To be successful in this stated aim [“getting the government out of the market”] the following dreams would have to come true: The members of both the special commission and the court established by the bill would have to be satisfied merely to complete their assigned task and then abdicate their tremendous power and authority; they would have to know how to satisfactorily define and identify the limits of the industries to be restructured; the Government’s regulation would not sacrifice significant efficiencies or economies of scale; and the incentive for new firms to enter an industry would not be diminished by the threat of a punitive response to success.

The lessons of history, economic theory, and practical politics argue overwhelmingly against every one of these assumptions.

Both the subject matter of and impetus for the proposed bill (as well as Manne’s testimony explaining its economic and political failings) are eerily familiar.

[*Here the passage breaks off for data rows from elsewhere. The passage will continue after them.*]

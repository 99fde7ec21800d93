//! Remote fetch effect.
//!
//! Watches the search inputs held by [`AppState`], debounces changes, issues recipe
//! search requests through the host and feeds results or errors back into the
//! container.
//!
//! # Flow
//!
//! ```text
//! inputs change ─→ observe() ─→ ArmTimer ─→ host timer ─→ on_timer()
//!                                                          │
//!                        ┌── search text empty ── set_recipes([])
//!                        └── otherwise ── set_loading(true) + WebRequest
//!                                                          │
//! host result ─→ on_response() ─→ stale? drop : set_recipes / set_error
//! ```
//!
//! # Modules
//!
//! - [`request`]: Search text and URL construction
//! - [`response`]: Envelope decoding and error messages
//! - [`debounce`]: Trailing-edge debounce over uncancellable timers
//! - [`tracker`]: Sequence tokens for stale-response discard

pub mod debounce;
pub mod request;
pub mod response;
pub mod tracker;

pub use debounce::{Debouncer, DEFAULT_DEBOUNCE};
pub use request::{build_url, search_text, ApiConfig, DEFAULT_API_BASE};
pub use response::parse_response;
pub use tracker::{RequestTracker, REQUEST_ID_KEY};

use crate::app::actions::Action;
use crate::app::state::AppState;
use crate::domain::search::SearchInputs;
use crate::observability::TraceContext;
use std::collections::BTreeMap;
use std::time::Duration;

/// Debounced, sequence-checked bridge between the container and the recipe API.
#[derive(Debug, Clone)]
pub struct FetchEffect {
    api: ApiConfig,
    debouncer: Debouncer,
    tracker: RequestTracker,
    last_inputs: Option<SearchInputs>,
    enabled: bool,
}

impl FetchEffect {
    /// Creates a disabled effect; see [`FetchEffect::enable`].
    #[must_use]
    pub fn new(api: ApiConfig, debounce: Duration) -> Self {
        Self {
            api,
            debouncer: Debouncer::new(debounce),
            tracker: RequestTracker::new(),
            last_inputs: None,
            enabled: false,
        }
    }

    /// Starts reacting to input changes. Called once web access is granted.
    pub fn enable(&mut self) {
        self.enabled = true;
    }

    #[must_use]
    pub const fn is_enabled(&self) -> bool {
        self.enabled
    }

    /// Compares the container's search inputs with the last observed ones and arms
    /// the debounce timer when they differ.
    ///
    /// The first observation after enabling always counts as a change, which is what
    /// triggers the initial search.
    #[must_use]
    pub fn observe(&mut self, state: &AppState) -> Vec<Action> {
        if !self.enabled {
            return vec![];
        }

        let inputs = state.search_inputs();
        if self.last_inputs.as_ref() == Some(&inputs) {
            return vec![];
        }

        tracing::debug!(query = %inputs.query, filters = ?inputs.filters, "search inputs changed");
        self.last_inputs = Some(inputs);

        let window = self.debouncer.arm();
        let millis = u64::try_from(window.as_millis()).unwrap_or(u64::MAX);
        vec![Action::ArmTimer { millis }]
    }

    /// Handles a fired host timer.
    ///
    /// When the quiet period has elapsed, reads the container's current inputs and
    /// either short-circuits to an empty result or issues a request.
    #[must_use]
    pub fn on_timer(&mut self, state: &mut AppState) -> Vec<Action> {
        if !self.debouncer.on_timer() {
            return vec![];
        }

        let _span = tracing::debug_span!("fetch_recipes").entered();
        let inputs = state.search_inputs();

        let Some(url) = build_url(&self.api, &inputs) else {
            tracing::debug!("empty search, skipping request");
            // A request still in flight must not overwrite the cleared list.
            self.tracker.issue();
            state.set_recipes(vec![]);
            return vec![];
        };

        let request_id = self.tracker.issue();
        let mut context = BTreeMap::new();
        context.insert(REQUEST_ID_KEY.to_string(), request_id.to_string());
        if let Some(trace) = TraceContext::from_current() {
            trace.inject(&mut context);
        }

        tracing::info!(request_id, search = %search_text(&inputs), "issuing recipe search");
        state.set_loading(true);

        vec![Action::WebRequest { url, context }]
    }

    /// Applies a host web-request result to the container.
    ///
    /// # Returns
    ///
    /// `true` if the container changed, `false` if the response was stale.
    pub fn on_response(
        &mut self,
        state: &mut AppState,
        status: u16,
        body: &[u8],
        context: &BTreeMap<String, String>,
    ) -> bool {
        let span = tracing::debug_span!("fetch_response", status);
        if let Some(trace) = TraceContext::extract(context) {
            trace.adopt(&span);
        }
        let _span = span.entered();

        let Some(request_id) = RequestTracker::id_from_context(context) else {
            tracing::debug!("web request result without request id, ignoring");
            return false;
        };

        if !self.tracker.is_current(request_id) {
            tracing::debug!(request_id, latest = ?self.tracker.in_flight(), "discarding stale response");
            return false;
        }
        self.tracker.settle(request_id);

        match parse_response(status, body) {
            Ok(recipes) => {
                tracing::info!(request_id, count = recipes.len(), "recipes received");
                state.set_recipes(recipes);
            }
            Err(e) => {
                tracing::warn!(request_id, error = %e, "recipe search failed");
                // set_recipes clears the error, so it has to run first.
                state.set_recipes(vec![]);
                state.set_error(e.to_string());
            }
        }
        true
    }
}

#[cfg(test)]
mod tests {
    use super::*;
    use crate::domain::search::FilterPatch;
    use pretty_assertions::assert_eq;

    const HITS: &[u8] = br#"{"hits":[{"recipe":{"uri":"r1","label":"Soup"}}]}"#;

    fn effect() -> FetchEffect {
        let mut effect = FetchEffect::new(
            ApiConfig {
                api_base: "https://recipes.test/v2".to_string(),
                app_id: "id".to_string(),
                app_key: "key".to_string(),
            },
            Duration::from_millis(500),
        );
        effect.enable();
        effect
    }

    fn fire_all(effect: &mut FetchEffect, state: &mut AppState, timers: usize) -> Vec<Action> {
        (0..timers).flat_map(|_| effect.on_timer(state)).collect()
    }

    fn context_of(action: &Action) -> BTreeMap<String, String> {
        match action {
            Action::WebRequest { context, .. } => context.clone(),
            other => panic!("expected web request, got {other:?}"),
        }
    }

    #[test]
    fn disabled_effect_does_nothing() {
        let mut effect = FetchEffect::new(ApiConfig::default(), DEFAULT_DEBOUNCE);
        let state = AppState::new("popular");
        assert_eq!(effect.observe(&state), vec![]);
    }

    #[test]
    fn unchanged_inputs_do_not_rearm() {
        let mut effect = effect();
        let state = AppState::new("popular");
        assert_eq!(effect.observe(&state), vec![Action::ArmTimer { millis: 500 }]);
        assert_eq!(effect.observe(&state), vec![]);
    }

    #[test]
    fn burst_of_changes_issues_one_request_with_final_values() {
        let mut effect = effect();
        let mut state = AppState::new("");

        let mut timers = 0;
        for query in ["p", "pa", "pas", "past", "pasta"] {
            state.set_search_query(query);
            timers += effect.observe(&state).len();
        }
        state.set_filters(&FilterPatch {
            cuisine: Some("italian".into()),
            ..FilterPatch::default()
        });
        timers += effect.observe(&state).len();
        assert_eq!(timers, 6);

        let requests = fire_all(&mut effect, &mut state, timers);
        assert_eq!(requests.len(), 1);
        let Action::WebRequest { url, .. } = &requests[0] else {
            panic!("expected web request");
        };
        assert!(url.contains("q=pasta%20italian"), "{url}");
        assert!(state.is_loading);
    }

    #[test]
    fn empty_search_short_circuits_without_request() {
        let mut effect = effect();
        let mut state = AppState::new("soup");
        state.set_recipes(vec![crate::domain::Recipe::new("old", "Old")]);
        state.set_search_query("");

        let timers = effect.observe(&state).len();
        let actions = fire_all(&mut effect, &mut state, timers);

        assert_eq!(actions, vec![]);
        assert!(state.recipes.is_empty());
        assert!(!state.is_loading);
    }

    #[test]
    fn later_request_wins_regardless_of_arrival_order() {
        let mut effect = effect();
        let mut state = AppState::new("first");

        let timers = effect.observe(&state).len();
        let first = context_of(&fire_all(&mut effect, &mut state, timers)[0]);

        state.set_search_query("second");
        let timers = effect.observe(&state).len();
        let second = context_of(&fire_all(&mut effect, &mut state, timers)[0]);

        let second_body = br#"{"hits":[{"recipe":{"uri":"b","label":"Second"}}]}"#;
        assert!(effect.on_response(&mut state, 200, second_body, &second));
        assert!(!effect.on_response(&mut state, 200, HITS, &first));

        assert_eq!(state.recipes.len(), 1);
        assert_eq!(state.recipes[0].label, "Second");
    }

    #[test]
    fn stale_response_is_dropped_while_newer_is_in_flight() {
        let mut effect = effect();
        let mut state = AppState::new("first");

        let timers = effect.observe(&state).len();
        let first = context_of(&fire_all(&mut effect, &mut state, timers)[0]);

        state.set_search_query("second");
        let timers = effect.observe(&state).len();
        let _ = fire_all(&mut effect, &mut state, timers);

        assert!(!effect.on_response(&mut state, 200, HITS, &first));
        assert!(state.recipes.is_empty());
        assert!(state.is_loading);
    }

    #[test]
    fn failure_leaves_error_visible_and_list_empty() {
        let mut effect = effect();
        let mut state = AppState::new("soup");
        state.set_recipes(vec![crate::domain::Recipe::new("old", "Old")]);

        let timers = effect.observe(&state).len();
        let context = context_of(&fire_all(&mut effect, &mut state, timers)[0]);
        assert!(effect.on_response(&mut state, 429, b"", &context));

        assert!(state.recipes.is_empty());
        assert!(!state.is_loading);
        assert_eq!(state.error.as_deref(), Some("Request failed with status code 429"));
    }

    #[test]
    fn next_success_clears_error() {
        let mut effect = effect();
        let mut state = AppState::new("soup");
        state.set_error("Request failed with status code 500");

        let timers = effect.observe(&state).len();
        let context = context_of(&fire_all(&mut effect, &mut state, timers)[0]);
        assert!(effect.on_response(&mut state, 200, HITS, &context));

        assert!(state.error.is_none());
        assert_eq!(state.recipes.len(), 1);
    }
}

The preamble to the Industrial Reorganization Act asserts that

competition… preserves a democratic society, and provides an opportunity for a more equitable distribution of wealth while avoiding the undue concentration of economic, social, and political power; [and] the decline of competition in industries with oligopoly or monopoly power has contributed to unemployment, inflation, inefficiency, an underutilization of economic capacity, and the decline of exports….

The echoes in today’s efforts to rein in corporate power by adopting structural presumptions are unmistakable. Compare, for example, this language from Sen. Klobuchar’s Consolidation Prevention and Competition Promotion Act of 2017:

[C]oncentration that leads to market power and anticompetitive conduct makes it more difficult for people in the United States to start their own businesses, depresses wages, and increases economic inequality;

undue market concentration also contributes to the consolidation of political power, undermining the health of democracy in the United States; [and]

the anticompetitive effects of market power created by concentration include higher prices, lower quality, significantly less choice, reduced innovation, foreclosure of competitors, increased entry barriers, and monopsony power.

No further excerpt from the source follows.